- TO DO -
Check each line of the material for the string "MacCready", and copy the lines that have it.
START EXTRACTED DATA
//! Device setting fan-out: registered sinks and the bridge's
//! change-detection state.
//!
//! When a device reports a setting (the pilot turned a knob on an
//! instrument), the merge worker collects the change under the
//! blackboard lock, applies it to the shared computation settings, and
//! echoes it to every other registered device so the cockpit stays in
//! agreement. Each change forwards exactly once: the bridge keeps
//! last-forwarded validity marks per device and absorbs echoes whose
//! value already matches the settings.

use std::sync::Mutex;

use indexmap::IndexMap;
use smallvec::SmallVec;

use updraft_core::{ComputeSettings, DeviceId, SensorSnapshot, SettingsSink, Validity};

// ── Setting changes ──────────────────────────────────────────────

/// Which shared setting a device reported.
#[derive(Clone, Copy, Debug, PartialEq, Eq)]
pub(crate) enum SettingKind {
    MacCready,
    Ballast,
    Bugs,
    Qnh,
}

/// One device-reported change captured during a merge tick.
#[derive(Clone, Copy, Debug, PartialEq)]
pub(crate) struct SettingChange {
    pub device: DeviceId,
    pub kind: SettingKind,
    pub value: f64,
}

impl SettingChange {
    /// Write this change into the shared settings.
    pub(crate) fn apply(&self, settings: &mut ComputeSettings) {
        match self.kind {
            SettingKind::MacCready => settings.mac_cready = self.value,
            SettingKind::Ballast => settings.ballast_fraction = self.value,
            SettingKind::Bugs => settings.bugs = self.value,
            SettingKind::Qnh => settings.qnh_hpa = self.value,
        }
    }

    /// True when the settings already carry this value, within the
    /// per-kind tolerance devices round to.
    fn already_applied(&self, settings: &ComputeSettings) -> bool {
        match self.kind {
            SettingKind::MacCready => (self.value - settings.mac_cready).abs() <= 0.01,
            SettingKind::Ballast => (self.value - settings.ballast_fraction).abs() <= 0.01,
            SettingKind::Bugs => (self.value - settings.bugs).abs() <= 0.01,
            SettingKind::Qnh => (self.value - settings.qnh_hpa).abs() <= 0.05,
        }
    }
}

/// Scratch list for one tick's collected changes.
pub(crate) type SettingChanges = SmallVec<[SettingChange; 4]>;

// ── BridgeState ──────────────────────────────────────────────────

#[derive(Clone, Copy, Debug, Default)]
struct SeenMarks {
    mac_cready: Validity,
    ballast: Validity,
    bugs: Validity,
    qnh: Validity,
}

/// Last-forwarded marks per device slot.
///
/// Owned by the merge worker; `collect` runs under the blackboard lock
/// and is a handful of comparisons per device.
#[derive(Debug)]
pub(crate) struct BridgeState {
    seen: Vec<SeenMarks>,
}

impl BridgeState {
    pub(crate) fn new(device_count: usize) -> Self {
        Self {
            seen: vec![SeenMarks::default(); device_count],
        }
    }

    /// Gather device-reported setting values whose validity advanced
    /// past the last-forwarded mark. A value that merely echoes the
    /// current settings updates its mark without producing a change, so
    /// push-backs never re-trigger themselves.
    pub(crate) fn collect<'a>(
        &mut self,
        slots: impl Iterator<Item = &'a SensorSnapshot>,
        settings: &ComputeSettings,
    ) -> SettingChanges {
        let mut changes = SettingChanges::new();
        for (index, snapshot) in slots.enumerate() {
            let Some(marks) = self.seen.get_mut(index) else {
                break;
            };
            let report = &snapshot.settings;
            let device = DeviceId(index);

            let candidates = [
                (
                    SettingKind::MacCready,
                    report.mac_cready,
                    report.mac_cready_available,
                    &mut marks.mac_cready,
                ),
                (
                    SettingKind::Ballast,
                    report.ballast_fraction,
                    report.ballast_available,
                    &mut marks.ballast,
                ),
                (
                    SettingKind::Bugs,
                    report.bugs,
                    report.bugs_available,
                    &mut marks.bugs,
                ),
                (
                    SettingKind::Qnh,
                    report.qnh_hpa,
                    report.qnh_available,
                    &mut marks.qnh,
                ),
            ];
            for (kind, value, available, mark) in candidates {
                if !available.modified_since(*mark) {
                    continue;
                }
                *mark = available;
                let change = SettingChange {
                    device,
                    kind,
                    value,
                };
                if !change.already_applied(settings) {
                    changes.push(change);
                }
            }
        }
        changes
    }
}

// ── SinkRegistry ─────────────────────────────────────────────────

/// Registered outgoing-setting channels, one per device slot.
pub(crate) struct SinkRegistry {
    sinks: Mutex<IndexMap<DeviceId, Box<dyn SettingsSink>>>,
}

impl SinkRegistry {
    pub(crate) fn new() -> Self {
        Self {
            sinks: Mutex::new(IndexMap::new()),
        }
    }

    /// Register (or replace) the sink for a device slot.
    pub(crate) fn register(&self, device: DeviceId, sink: Box<dyn SettingsSink>) {
        let previous = self.sinks.lock().unwrap().insert(device, sink);
        if previous.is_some() {
            log::debug!("replaced settings sink for device {device}");
        }
    }

    /// Remove a device's sink, if any.
    pub(crate) fn unregister(&self, device: DeviceId) {
        self.sinks.lock().unwrap().shift_remove(&device);
    }

    /// Push `change` to every registered sink except the device that
    /// reported it. Sink failures are logged and skipped; one deaf
    /// device never blocks the rest.
    pub(crate) fn fan_out(&self, change: &SettingChange) {
        let mut sinks = self.sinks.lock().unwrap();
        for (&device, sink) in sinks.iter_mut() {
            if device == change.device {
                continue;
            }
            let result = match change.kind {
                SettingKind::MacCready => sink.put_mac_cready(change.value),
                SettingKind::Ballast => sink.put_ballast(change.value),
                SettingKind::Bugs => sink.put_bugs(change.value),
                SettingKind::Qnh => sink.put_qnh(change.value),
            };
            match result {
                Ok(()) => {}
                Err(updraft_core::DeviceError::Unsupported) => {
                    log::debug!("device {device} does not accept {:?}", change.kind);
                }
                Err(e) => {
                    log::warn!("settings push to device {device} failed: {e}");
                }
            }
        }
    }

    /// Push a direct command to every registered sink. Unlike the
    /// bridged settings there is no reporting device to skip and no
    /// merged state to echo-absorb; the same failure policy applies.
    pub(crate) fn broadcast(
        &self,
        what: &str,
        mut put: impl FnMut(&mut dyn SettingsSink) -> Result<(), updraft_core::DeviceError>,
    ) {
        let mut sinks = self.sinks.lock().unwrap();
        for (&device, sink) in sinks.iter_mut() {
            match put(sink.as_mut()) {
                Ok(()) => {}
                Err(updraft_core::DeviceError::Unsupported) => {
                    log::debug!("device {device} does not accept {what}");
                }
                Err(e) => {
                    log::warn!("{what} push to device {device} failed: {e}");
                }
            }
        }
    }

    #[cfg(test)]
    fn len(&self) -> usize {
        self.sinks.lock().unwrap().len()
    }
}

impl std::fmt::Debug for SinkRegistry {
    fn fmt(&self, f: &mut std::fmt::Formatter<'_>) -> std::fmt::Result {
        f.debug_struct("SinkRegistry")
            .field("sinks", &self.sinks.lock().unwrap().len())
            .finish()
    }
}

const _: fn() = || {
    fn assert_send_sync<T: Send + Sync>() {}
    assert_send_sync::<SinkRegistry>();
};
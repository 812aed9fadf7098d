//! Updraft: a sensor fusion and compute scheduling engine for soaring
//! flight instruments.
//!
//! This is the top-level facade crate that re-exports the public API
//! from the Updraft sub-crates. For most users, adding `updraft` as a
//! single dependency is sufficient.
//!
//! # Quick start
//!
//! ```rust
//! use updraft::prelude::*;
//!
//! // A device driver hands the blackboard one snapshot per update,
//! // each measured field paired with a validity stamp.
//! let now = WallTime::from_seconds(0.0);
//! let mut report = SensorSnapshot::default();
//! report.connected.update(now);
//! report.received = now;
//! report.device_clock = 36_000.0;
//! report.time_available.update(now);
//! report.location = GeoPoint::new(47.0, 9.0);
//! report.location_available.update(now);
//!
//! // Workerless use: write, merge on demand, read the fused state.
//! // (A FlightSession does the same with background workers.)
//! let blackboard = Blackboard::new(&EngineConfig::default());
//! blackboard.write_device_slot(DeviceId(0), report);
//! let summary = blackboard.merge();
//! assert!(summary.fix_appeared);
//!
//! let current = blackboard.read_current();
//! assert_eq!(current.source, Source::Real);
//! assert_eq!(current.sensor.time_of_fix.seconds(), 36_000.0);
//! ```
//!
//! # Modules
//!
//! Each module corresponds to a sub-crate. Use them for types not in
//! the prelude:
//!
//! | Module | Sub-crate | Contents |
//! |--------|-----------|----------|
//! | [`types`] | `updraft-core` | Snapshots, validity flags, clock unwrapping, geographic primitives, settings, core traits |
//! | [`engine`] | `updraft-engine` | The blackboard, scheduled workers, flight sessions, and consumer signals |

#![deny(missing_docs)]
#![deny(rustdoc::broken_intra_doc_links)]
#![forbid(unsafe_code)]

/// Core value types and traits (`updraft-core`).
///
/// Contains [`types::SensorSnapshot`] and friends, the
/// [`types::Validity`] flag, the [`types::ClockUnwrapper`], geographic
/// primitives, shared [`types::ComputeSettings`], and the
/// [`types::Computer`] and [`types::SettingsSink`] traits.
pub use updraft_core as types;

/// Fusion, scheduling, and session wiring (`updraft-engine`).
///
/// [`engine::Blackboard`] for the shared state,
/// [`engine::FlightSession`] for the fully wired pipeline, and
/// [`engine::ScheduledWorker`] underneath both background threads.
pub use updraft_engine as engine;

/// Common imports for typical Updraft usage.
///
/// ```rust
/// use updraft::prelude::*;
/// ```
///
/// This imports the most frequently used types: snapshots and their
/// validity flags, time and geography, the session and blackboard, and
/// the extension traits.
pub mod prelude {
    // Snapshots and fused state
    pub use updraft_core::{
        BasicDerived, CurrentSnapshot, DerivedResult, DeviceSettingsReport, SensorSnapshot, Source,
        Validity,
    };

    // Time and geography
    pub use updraft_core::{Angle, GeoPoint, SpeedVector, TimeStamp, WallTime};

    // Settings, identity, and the extension traits
    pub use updraft_core::{
        CancelToken, ComputeInput, ComputeSettings, Computer, DeviceId, SettingsSink,
    };

    // Errors
    pub use updraft_core::{ComputeError, DeviceError};

    // Engine
    pub use updraft_engine::{
        Blackboard, ComputeHandle, CruiseComputer, EngineConfig, FlightSession, ShutdownReport,
        Signals, TriggerFabric, WorkerState,
    };
}
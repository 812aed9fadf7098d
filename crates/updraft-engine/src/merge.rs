//! The merge worker: folds the winning source into the current
//! snapshot, runs the cheap calculators, and bridges device settings.

use std::sync::Arc;

use updraft_core::CancelToken;

use crate::blackboard::Blackboard;
use crate::calc::CalcState;
use crate::compute::ComputeHandle;
use crate::device::{BridgeState, SinkRegistry};
use crate::scheduler::Tickable;
use crate::signals::Signals;

/// Tick body of the merge worker.
///
/// Owns the calculator and bridge state; nothing else reads them, so
/// they need no lock of their own.
pub(crate) struct MergeTick {
    blackboard: Arc<Blackboard>,
    signals: Arc<Signals>,
    sinks: Arc<SinkRegistry>,
    compute: ComputeHandle,
    calc: CalcState,
    bridge: BridgeState,
}

impl MergeTick {
    pub(crate) fn new(
        blackboard: Arc<Blackboard>,
        signals: Arc<Signals>,
        sinks: Arc<SinkRegistry>,
        compute: ComputeHandle,
    ) -> Self {
        let devices = blackboard.device_count();
        Self {
            blackboard,
            signals,
            sinks,
            compute,
            calc: CalcState::new(),
            bridge: BridgeState::new(devices),
        }
    }
}

impl Tickable for MergeTick {
    fn tick(&mut self, _cancel: &CancelToken) {
        // The settings lock and the blackboard lock are taken one
        // after the other, never together.
        let settings = self.compute.settings();
        let outcome = self
            .blackboard
            .merge_cycle(&mut self.calc, &mut self.bridge, &settings);

        if !outcome.changes.is_empty() {
            for change in &outcome.changes {
                log::debug!(
                    "device {} reported {:?} = {}",
                    change.device,
                    change.kind,
                    change.value
                );
                self.compute.apply_change(change);
                self.sinks.fan_out(change);
            }
            // One forced pass per batch, not one per change.
            self.compute.force_trigger();
        }

        if outcome.summary.fix_event() {
            self.compute.trigger();
        }

        self.signals.redraw().notify();
    }
}
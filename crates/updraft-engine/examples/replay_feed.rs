//! Replay feed — playing a recorded flight back through the engine.
//!
//! Demonstrates:
//!   1. The replay source shadowing every live device
//!   2. Clock unwrapping across a midnight rollover in the log
//!   3. Handing control back to the live sources afterwards
//!
//! Run with:
//!   cargo run --example replay_feed

use std::thread;
use std::time::Duration;

use updraft_core::{Angle, DeviceId, GeoPoint, SensorSnapshot, WallTime};
use updraft_engine::{CruiseComputer, EngineConfig, FlightSession};

// ─── Log record assembly ────────────────────────────────────────

/// One replayed log record, shaped like a live device update.
fn log_record(clock: f64, location: GeoPoint, altitude: f64) -> SensorSnapshot {
    let mut snapshot = position_report(location, altitude);
    snapshot.device_clock = clock;
    snapshot.time_available.update(snapshot.received);
    snapshot
}

/// A position without a device clock: merges and draws, but carries no
/// fix time for the compute pass to integrate.
fn position_report(location: GeoPoint, altitude: f64) -> SensorSnapshot {
    let now = WallTime::now();
    let mut snapshot = SensorSnapshot::default();
    snapshot.connected.update(now);
    snapshot.received = now;
    snapshot.location = location;
    snapshot.location_available.update(now);
    snapshot.gps_altitude = altitude;
    snapshot.gps_altitude_available.update(now);
    snapshot
}

// ─── Main ───────────────────────────────────────────────────────

fn main() -> Result<(), Box<dyn std::error::Error>> {
    println!("=== Updraft Replay Feed ===\n");

    let mut session = FlightSession::new(
        EngineConfig::default(),
        Box::new(CruiseComputer::new()),
    )?;

    // 1. One live position first, so there is something to shadow.
    session.blackboard().write_device_slot(
        DeviceId(0),
        position_report(GeoPoint::new(47.0, 9.0), 1200.0),
    );
    thread::sleep(Duration::from_millis(200));
    println!(
        "Live source merged: {}",
        session.blackboard().read_current().source
    );

    // 2. Play back a circling log that crosses midnight: the raw
    //    device clock wraps from 86399 back to 0, the engine's fix
    //    time keeps climbing.
    println!("\nReplaying 12 records across the midnight rollover...");
    let centre = GeoPoint::new(52.0, 13.0);
    for i in 0..12u32 {
        let raw_clock = (86_394.0 + f64::from(i)) % 86_400.0;
        let position = centre.offset(Angle::degrees(f64::from(i) * 30.0), 200.0);
        session
            .blackboard()
            .set_replay_state(log_record(raw_clock, position, 900.0));
        thread::sleep(Duration::from_millis(120));

        if i % 4 == 3 {
            let current = session.blackboard().read_current();
            println!(
                "  raw clock {:>7.1}  ->  source {}, fix time {:.1} s",
                raw_clock,
                current.source,
                current.sensor.time_of_fix.seconds()
            );
        }
    }

    // 3. Live writes during playback land in their slot but are
    //    shadowed until the replay stops.
    session.blackboard().write_device_slot(
        DeviceId(0),
        log_record(36_010.0, GeoPoint::new(47.001, 9.0), 1195.0),
    );
    thread::sleep(Duration::from_millis(200));
    println!(
        "\nDuring playback the fused source stays: {}",
        session.blackboard().read_current().source
    );

    let derived = session.blackboard().read_derived();
    println!(
        "Replayed flight time {:.0} s, distance {:.0} m",
        derived.flight_time, derived.distance_flown_m
    );

    // 4. Stop the replay; the next merge is live again, and the live
    //    fix time sitting far behind the replayed one makes the
    //    compute worker drop the replayed history on its own.
    session.blackboard().stop_replay();
    thread::sleep(Duration::from_millis(200));
    let current = session.blackboard().read_current();
    println!(
        "\nReplay stopped: source {} at {:.3}, {:.3}",
        current.source, current.sensor.location.latitude, current.sensor.location.longitude
    );

    session.shutdown();
    println!("Done.");
    Ok(())
}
END EXTRACTED DATA
- RESPONSE TO THIS EXERCISE -
    MacCready,
            SettingKind::MacCready => settings.mac_cready = self.value,
            SettingKind::MacCready => (self.value - settings.mac_cready).abs() <= 0.01,
                    SettingKind::MacCready,
                SettingKind::MacCready => sink.put_mac_cready(change.value),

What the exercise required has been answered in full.